However, because organic compounds, such as phenols, that are
glucuronidated in the liver are eliminated by active tubular
secretion (Boeniger et al. 1993), creatinine adjustment may not
be appropriate (Teass et al. 1993). Additionally, creatinine
concentrations may be confounded by muscularity, physical
activity, urine flow, time of day, diet, and disease states
(Boeniger et al. 1993; Teass et al. 1993). For these reasons,
we used SG rather than creatinine. Urinary BPA concentrations
were normalized for dilution using the formula Pc =
Px [(1.024 – 1)/(SG – 1)],
where Pc is the SG-corrected
BPA concentration (in micrograms per liter), P is the observed
BPA concentration (in micrograms per liter), and SG is the specific
gravity of the urine sample (Boeniger et al. 1993; Teass et al.
1993).
SG was measured using a handheld refractometer (National
Instrument Company Inc., Baltimore, MD), which was calibrated
with deionized water before each measurement.
Statistical analysis. Descriptive statistics and distributions of urinary
BPA concentrations were tabulated and compared among
demographic categories. We constructed graphs to visually and
qualitatively compare BPA concentrations within and between
subjects over time. Using SAS software (version 9.1; SAS
Institute Inc., Cary, NC), mixed effects models were fit to
determine the association of urinary BPA concentrations (log10) with
age, BMI, sex, and pregnancy status. Each model included the
predictor of interest and SG as fixed effects. To account for
possible correlation of measurements, random effects were
included initially for subject, couple, and within-couple
specimen collection date. The variance component for couple was
estimated to be zero and was dropped from the models, but the
random effects for subject and within-couple collection date
were retained. Full covariate data were available for all
specimens, so information from all samples was used in the
analyses.
To explore the nature of within-couple
correlation, we regressed the geometric mean of SG-adjusted BPA
measurements from the female partner on that from the male
partner. Another analysis compared BPA measurements
(SG-adjusted and log10-transformed) of the female to those of the male
when the specimens were collected on the same date. In this
model, a random effect was included to account for a possible
correlation due to repeated measurements from the same couple.

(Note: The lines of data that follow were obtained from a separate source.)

//! progression-runner: headless runner for the bandcard progression engine.
//!
//! Usage:
//!   progression-runner --seed 12345 --users 20 --days 90 --db run.db
//!   progression-runner --ipc-mode --db run.db --data-dir ./data
//!
//! In IPC mode every stdin line is one `ProgressCommand` JSON object and
//! every stdout line is `{"ok": ...}` or `{"error": "..."}`.

use anyhow::Result;
use bandcard_core::{
    career_progression::ReleaseRequest,
    clock::EngineClock,
    command::ProgressCommand,
    config::EngineConfig,
    engine::{ProgressionEngine, TEST_EPOCH},
    store::ProgressStore,
    tier_economy::SubscriptionTier,
    types::from_epoch,
};
use chrono::Duration;
use std::env;
use std::io::{self, BufRead, Write};
use std::path::Path;

const DEMO_GENRES: [&str; 6] = ["House", "Techno", "Rock", "Jazz", "Hip Hop", "Folk"];

fn main() -> Result<()> {
    env_logger::init();

    let args: Vec<String> = env::args().collect();
    let seed = parse_arg(&args, "--seed", 42u64);
    let users = parse_arg(&args, "--users", 20usize);
    let days = parse_arg(&args, "--days", 90u64);
    let ipc_mode = args.iter().any(|a| a == "--ipc-mode");
    let manual_clock = args.iter().any(|a| a == "--manual-clock");
    let db = args
        .windows(2)
        .find(|w| w[0] == "--db")
        .map(|w| w[1].as_str())
        .unwrap_or(":memory:");
    let data_dir = args
        .windows(2)
        .find(|w| w[0] == "--data-dir")
        .map(|w| w[1].as_str())
        .unwrap_or("./data");

    if !ipc_mode {
        println!("bandcard — progression-runner");
        println!("  seed:      {seed}");
        println!("  users:     {users}");
        println!("  days:      {days}");
        println!("  db:        {db}");
        println!("  data_dir:  {data_dir}");
        println!();
    }

    let config = if Path::new(data_dir).join("engine_config.json").exists() {
        EngineConfig::load(data_dir)?
    } else {
        log::warn!("no engine_config.json under {data_dir}, using built-in defaults");
        EngineConfig::default()
    };

    let store = if db == ":memory:" {
        ProgressStore::in_memory()?
    } else {
        ProgressStore::open(db)?
    };
    store.migrate()?;

    // The demo always runs on a manual clock so a seed replays exactly.
    let clock = if manual_clock || !ipc_mode {
        EngineClock::manual(from_epoch(TEST_EPOCH))
    } else {
        EngineClock::system()
    };
    let mut engine = ProgressionEngine::build(store, config, seed, clock);

    if ipc_mode {
        run_ipc_loop(&mut engine)?;
    } else {
        run_demo(&mut engine, users, days)?;
        print_summary(&engine, days)?;
    }

    Ok(())
}

fn run_ipc_loop(engine: &mut ProgressionEngine) -> Result<()> {
    let stdin = io::stdin();
    let mut stdout = io::stdout();
    let mut handle = stdin.lock();
    let mut buffer = String::new();

    loop {
        buffer.clear();
        let bytes_read = handle.read_line(&mut buffer)?;
        if bytes_read == 0 {
            break; // EOF
        }
        if buffer.trim().is_empty() {
            continue;
        }

        let reply = match serde_json::from_str::<ProgressCommand>(&buffer) {
            Ok(cmd) => match cmd.execute(engine) {
                Ok(value) => serde_json::json!({ "ok": value }),
                Err(e) => {
                    log::warn!("command failed: {e}");
                    serde_json::json!({ "error": e.to_string() })
                }
            },
            Err(e) => serde_json::json!({ "error": e.to_string() }),
        };
        writeln!(stdout, "{reply}")?;
        stdout.flush()?;
    }
    Ok(())
}

/// Register `users` artists, then play `days` days of releases and batches.
fn run_demo(engine: &mut ProgressionEngine, users: usize, days: u64) -> Result<()> {
    let mut cards = Vec::with_capacity(users);
    for i in 0..users {
        let user_id = format!("user-{i:03}");
        engine.register_user(&user_id, &format!("Artist {i}"))?;
        let tier = SubscriptionTier::ALL[i % SubscriptionTier::ALL.len()];
        engine.apply_subscription_tier(&user_id, tier.as_str())?;
        let genre = DEMO_GENRES[i % DEMO_GENRES.len()];
        let card = engine.register_card(&user_id, None, &format!("The {genre} Collective {i}"), genre)?;
        cards.push((user_id, card.card_id, genre));
    }

    for day in 0..days {
        for (i, (user_id, card_id, genre)) in cards.iter().enumerate() {
            // Every user releases once a week, staggered across the week.
            if (day + i as u64) % 7 != 0 {
                continue;
            }
            let quality = ((i as u64 * 37 + day * 11) % 100) as f64 / 100.0;
            let detected = if day % 3 == 0 { DEMO_GENRES[(i + 1) % DEMO_GENRES.len()] } else { *genre };
            engine.release_new_music(&ReleaseRequest {
                user_id: user_id.clone(),
                card_id: card_id.clone(),
                title: format!("Track {day}"),
                detected_genre: detected.to_string(),
                music_quality: quality,
            })?;
        }
        engine.run_batch()?;
        engine.advance_clock(Duration::days(1))?;
    }
    Ok(())
}

fn print_summary(engine: &ProgressionEngine, days: u64) -> Result<()> {
    let store = engine.store();
    println!("=== RUN SUMMARY ===");
    println!("  seed:           {}", engine.seed());
    println!("  days run:       {days}");
    println!("  final time:     {}", engine.now());
    println!("  users:          {}", store.user_count()?);
    println!("  releases:       {}", store.event_count("release_scored")?);
    println!("  growth ticks:   {}", store.event_count("daily_growth_applied")?);
    println!("  achievements:   {}", store.event_count("achievement_awarded")?);
    println!("  renewals:       {}", store.event_count("credits_renewed")?);

    println!();
    println!("=== TOP 10 ===");
    let board = engine.leaderboard(10)?;
    if board.is_empty() {
        println!("  (No ranked artists yet)");
    }
    for entry in board {
        println!(
            "  #{:<3} {:<12} fame {:>3}  fans {:>7}  streams {:>9}  score {:>12.1}",
            entry.position, entry.display_name, entry.fame, entry.fanbase, entry.total_streams,
            entry.score
        );
    }
    Ok(())
}

fn parse_arg<T: std::str::FromStr + Copy>(args: &[String], flag: &str, default: T) -> T {
    args.windows(2)
        .find(|w| w[0] == flag)
        .and_then(|w| w[1].parse().ok())
        .unwrap_or(default)
}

We calculated the sensitivity,
specificity, and positive predictive value of a single urine
sample for predicting high BPA tertile by comparing predicted
and observed classifications for agreement (Hauser et al. 2004;
Meeker et al. 2005). Positive predictive value is the
probability that a person is actually in the exposure group of
interest, given that they were classified in that group based
on the single urinary BPA value that was available. BPA
tertiles were determined for the SG-adjusted BPA concentrations
among all 82 subjects. For those with more than one sample, we
used the subject's geometric mean value in the tertile
classification. A contingency table was then constructed to
display the level of agreement between each subject's
"true" tertile classification as determined by the
geometric mean value of their repeated samples and their
tertile classification predicted by each of their single repeat
samples. Only subjects with three or more urine samples (31 subjects
with a total of 149 urine samples) were included in the
contingency tables. After combining contingency tables for all
subjects with three or more samples, we calculated sensitivity,
specificity, and positive predictive value for the ability of
a
given single urine sample to classify a subject in the highest
BPA tertile.
We then calculated the sensitivity,
specificity, and positive predictive value of two urine samples
from an individual to classify subjects in the highest BPA
tertile. This analysis was limited to subjects with at least
six repeat urine samples (n = 8 subjects who contributed a total
of 67 samples). Geometric means of all possible combinations
of sample pairings
from each individual were used in the analysis as the predicted
value. The geometric mean value from all possible
within-subject combinations was then compared with the
geometric mean value of their repeated samples, used to
determine their "true" BPA tertile classification.
As above, contingency tables were then constructed. The goal of
the validity analysis was to simulate and compare the ability
of exposure assessments that involve one or two urine samples
to predict a subject's "true" longer-term
exposure.
In both of these analyses,
the single or two urine samples used to predict a subject's tertile
classification are not independent predictors of their overall
geometric mean value because they are also used to calculate
the subject's geometric mean. For instance, when we
calculated the geometric mean for subjects with three or more
urine samples, the single urine sample evaluated for its
predictive ability was included in the geometric mean
calculation for that subject. Because of this, we limited these
analyses to subjects with three (or six) or more urine samples
to minimize the structural dependence between the predicted
value based on the single sample and the "true"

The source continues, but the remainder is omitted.